Graeme, as I pointed out in my PM, I've moved your post, so that your query will get more attention from our expert members!


----------



## chutney (Jan 2, 2011)

I have 8" Shun Classic, wish I would have gone with 10".  Also, Mighty Mac is a nice knife.  I would also get a ceramic honing rod before a diamond steel.


----------



## graemedaly (Mar 1, 2011)

what are the advantages of a ceramic honing rod over a diamond steel?? my lecturers have never mentioned ceramic honing rods when they talk about keeping an edge.


----------



## phatch (Mar 29, 2002)

A steel should not remove material rathr just true the edge. But that's almost impossible these days.
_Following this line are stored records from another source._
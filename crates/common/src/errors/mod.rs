//! Error types for ProControl services
//!
//! Provides a comprehensive error handling system with:
//! - Distinct error types for different failure modes
//! - HTTP status code mapping
//! - Structured error responses
//! - Error codes for client handling

use axum::{
    http::StatusCode,
    response::{IntoResponse, Response},
    Json,
};
use serde::{Deserialize, Serialize};
use thiserror::Error;

/// Result type alias using AppError
pub type Result<T> = std::result::Result<T, AppError>;

/// Error codes for machine-readable error identification
#[derive(Debug, Clone, Copy, Serialize, Deserialize, PartialEq, Eq)]
#[serde(rename_all = "SCREAMING_SNAKE_CASE")]
pub enum ErrorCode {
    // Validation errors (1xxx)
    ValidationError,
    MissingField,
    InvalidFormat,

    // Authentication/authorization errors (2xxx)
    Unauthorized,
    Forbidden,

    // Resource errors (4xxx)
    NotFound,
    CaseNotFound,
    ReportNotFound,
    EntryNotFound,

    // Conflict errors (5xxx)
    Conflict,

    // Rate limiting (6xxx)
    RateLimited,

    // Database errors (7xxx)
    DatabaseError,
    StoreUnavailable,
    PartialWrite,

    // Internal errors (9xxx)
    InternalError,
    ConfigurationError,
    SerializationError,
}

impl ErrorCode {
    /// Get the numeric code for this error
    pub fn as_code(&self) -> u16 {
        match self {
            // Validation (1xxx)
            ErrorCode::ValidationError => 1001,
            ErrorCode::MissingField => 1002,
            ErrorCode::InvalidFormat => 1003,

            // Auth (2xxx)
            ErrorCode::Unauthorized => 2001,
            ErrorCode::Forbidden => 2002,

            // Resources (4xxx)
            ErrorCode::NotFound => 4001,
            ErrorCode::CaseNotFound => 4002,
            ErrorCode::ReportNotFound => 4003,
            ErrorCode::EntryNotFound => 4004,

            // Conflicts (5xxx)
            ErrorCode::Conflict => 5001,

            // Rate limits (6xxx)
            ErrorCode::RateLimited => 6001,

            // Database (7xxx)
            ErrorCode::DatabaseError => 7001,
            ErrorCode::StoreUnavailable => 7002,
            ErrorCode::PartialWrite => 7003,

            // Internal (9xxx)
            ErrorCode::InternalError => 9001,
            ErrorCode::ConfigurationError => 9002,
            ErrorCode::SerializationError => 9003,
        }
    }
}

/// Application error types
#[derive(Error, Debug)]
pub enum AppError {
    // Validation errors
    #[error("Validation failed: {message}")]
    Validation {
        message: String,
        field: Option<String>,
    },

    #[error("Required field missing: {field}")]
    MissingField { field: String },

    #[error("Invalid format: {message}")]
    InvalidFormat { message: String },

    // Authentication/authorization errors
    #[error("Unauthorized: {message}")]
    Unauthorized { message: String },

    #[error("Forbidden: {message}")]
    Forbidden { message: String },

    // Resource errors
    #[error("Resource not found: {resource_type} with id {id}")]
    NotFound { resource_type: String, id: String },

    #[error("Case record not found: {id}")]
    CaseNotFound { id: String },

    #[error("Account report not found: {id}")]
    ReportNotFound { id: String },

    #[error("Audit entry not found: {id}")]
    EntryNotFound { id: String },

    // Conflict errors
    #[error("Conflict: {message}")]
    Conflict { message: String },

    // Rate limiting
    #[error("Rate limit exceeded: {limit} requests per second")]
    RateLimited { limit: u32 },

    // Database errors
    #[error("Database error: {0}")]
    Database(#[from] sea_orm::DbErr),

    #[error("Store unavailable: {message}")]
    StoreUnavailable { message: String },

    /// The report row was persisted but the ledger append did not land.
    /// Must never be suppressed: the audit chain is missing one transition.
    #[error("Partial write: report {report_id} persisted but audit entry append failed: {message}")]
    PartialWrite { report_id: String, message: String },

    // Internal errors
    #[error("Internal server error: {message}")]
    Internal { message: String },

    #[error("Configuration error: {message}")]
    Configuration { message: String },

    #[error("Serialization error: {0}")]
    Serialization(#[from] serde_json::Error),

    // Generic
    #[error("{0}")]
    Other(#[from] anyhow::Error),
}

impl AppError {
    /// Get the error code for this error
    pub fn code(&self) -> ErrorCode {
        match self {
            AppError::Validation { .. } => ErrorCode::ValidationError,
            AppError::MissingField { .. } => ErrorCode::MissingField,
            AppError::InvalidFormat { .. } => ErrorCode::InvalidFormat,
            AppError::Unauthorized { .. } => ErrorCode::Unauthorized,
            AppError::Forbidden { .. } => ErrorCode::Forbidden,
            AppError::NotFound { .. } => ErrorCode::NotFound,
            AppError::CaseNotFound { .. } => ErrorCode::CaseNotFound,
            AppError::ReportNotFound { .. } => ErrorCode::ReportNotFound,
            AppError::EntryNotFound { .. } => ErrorCode::EntryNotFound,
            AppError::Conflict { .. } => ErrorCode::Conflict,
            AppError::RateLimited { .. } => ErrorCode::RateLimited,
            AppError::Database(_) => ErrorCode::DatabaseError,
            AppError::StoreUnavailable { .. } => ErrorCode::StoreUnavailable,
            AppError::PartialWrite { .. } => ErrorCode::PartialWrite,
            AppError::Internal { .. } => ErrorCode::InternalError,
            AppError::Configuration { .. } => ErrorCode::ConfigurationError,
            AppError::Serialization(_) => ErrorCode::SerializationError,
            AppError::Other(_) => ErrorCode::InternalError,
        }
    }

    /// Get the HTTP status code for this error
    pub fn status_code(&self) -> StatusCode {
        match self {
            // 400 Bad Request
            AppError::Validation { .. }
            | AppError::MissingField { .. }
            | AppError::InvalidFormat { .. } => StatusCode::BAD_REQUEST,

            // 401 Unauthorized
            AppError::Unauthorized { .. } => StatusCode::UNAUTHORIZED,

            // 403 Forbidden
            AppError::Forbidden { .. } => StatusCode::FORBIDDEN,

            // 404 Not Found
            AppError::NotFound { .. }
            | AppError::CaseNotFound { .. }
            | AppError::ReportNotFound { .. }
            | AppError::EntryNotFound { .. } => StatusCode::NOT_FOUND,

            // 409 Conflict
            AppError::Conflict { .. } => StatusCode::CONFLICT,

            // 429 Too Many Requests
            AppError::RateLimited { .. } => StatusCode::TOO_MANY_REQUESTS,

            // 500 Internal Server Error
            AppError::Database(_)
            | AppError::PartialWrite { .. }
            | AppError::Internal { .. }
            | AppError::Configuration { .. }
            | AppError::Serialization(_)
            | AppError::Other(_) => StatusCode::INTERNAL_SERVER_ERROR,

            // 503 Service Unavailable
            AppError::StoreUnavailable { .. } => StatusCode::SERVICE_UNAVAILABLE,
        }
    }

    /// Check if this error should be logged at error level
    pub fn is_server_error(&self) -> bool {
        self.status_code().is_server_error()
    }

    /// Check if this error is a client error
    pub fn is_client_error(&self) -> bool {
        self.status_code().is_client_error()
    }
}

/// Structured error response for API
#[derive(Debug, Serialize, Deserialize)]
pub struct ErrorResponse {
    pub error: ErrorDetails,
}

#[derive(Debug, Serialize, Deserialize)]
pub struct ErrorDetails {
    pub code: ErrorCode,
    pub message: String,
    #[serde(skip_serializing_if = "Option::is_none")]
    pub details: Option<serde_json::Value>,
    #[serde(skip_serializing_if = "Option::is_none")]
    pub request_id: Option<String>,
}

impl IntoResponse for AppError {
    fn into_response(self) -> Response {
        let status = self.status_code();
        let code = self.code();
        let message = self.to_string();

        // Log based on severity
        if self.is_server_error() {
            tracing::error!(
                error = %message,
                code = ?code,
                status = status.as_u16(),
                "Server error"
            );
        } else if self.is_client_error() {
            tracing::warn!(
                error = %message,
                code = ?code,
                status = status.as_u16(),
                "Client error"
            );
        }

        let body = ErrorResponse {
            error: ErrorDetails {
                code,
                message,
                details: None,
                request_id: None, // Should be filled by middleware
            },
        };

        (status, Json(body)).into_response()
    }
}

impl From<std::io::Error> for AppError {
    fn from(err: std::io::Error) -> Self {
        AppError::Internal {
            message: err.to_string(),
        }
    }
}

#[cfg(test)]
mod tests {
    use super::*;

    #[test]
    fn test_error_code_mapping() {
        let err = AppError::ReportNotFound { id: "test".into() };
        assert_eq!(err.code(), ErrorCode::ReportNotFound);
        assert_eq!(err.status_code(), StatusCode::NOT_FOUND);
    }

    #[test]
    fn test_validation_error() {
        let err = AppError::Validation {
            message: "Reason is required for IRREGULAR status".into(),
            field: Some("reason".into()),
        };
        assert_eq!(err.status_code(), StatusCode::BAD_REQUEST);
        assert!(!err.is_server_error());
        assert!(err.is_client_error());
    }

    #[test]
    fn test_partial_write_is_server_error() {
        let err = AppError::PartialWrite {
            report_id: "abc".into(),
            message: "insert failed".into(),
        };
        assert_eq!(err.code(), ErrorCode::PartialWrite);
        assert_eq!(err.status_code(), StatusCode::INTERNAL_SERVER_ERROR);
        assert!(err.is_server_error());
    }

    #[test]
    fn test_store_unavailable_maps_to_503() {
        let err = AppError::StoreUnavailable {
            message: "connection refused".into(),
        };
        assert_eq!(err.status_code(), StatusCode::SERVICE_UNAVAILABLE);
    }
}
Hard ceramics are the next best thing.


----------



## racineboxer (Dec 12, 2010)

My opinion is to keep using your 8 & 9" F.Dick knives and not to replace them for a couple years.  The knives you have now will probably take a beating the next couple years.  You could also buy some sharpening stones and learn to sharpen on your F.Dick knives.  After a few years, when you get out into the "real world", and you have much improved knife skills and sharpening skills, you could then aim for a 10" chef's knife in the $150-250 range which would be a huge leap from what you likely have today.


----------



## chefderek (Mar 23, 2011)

I agree w/ racineboxer, when I was in school the fdick was our issued knife and I waited until my 3rd year before investing in a quality knife.  I bought an 8 inch shun and still use it daily, seven years later.  I think you should get to know the one you currently have, learn how to sharpen and maintain it before buying something new.


----------



## graemedaly (Mar 1, 2011)

thanks for the advice, its just i find, with the new f.dick knife, that it loses its edge really quickly, and with the second hand knife its quite hard to get it as sharp as I'd like it, but yeah ye are right, there's no point paying big money for a knife which's gonna get serious hardship over the next while.


----------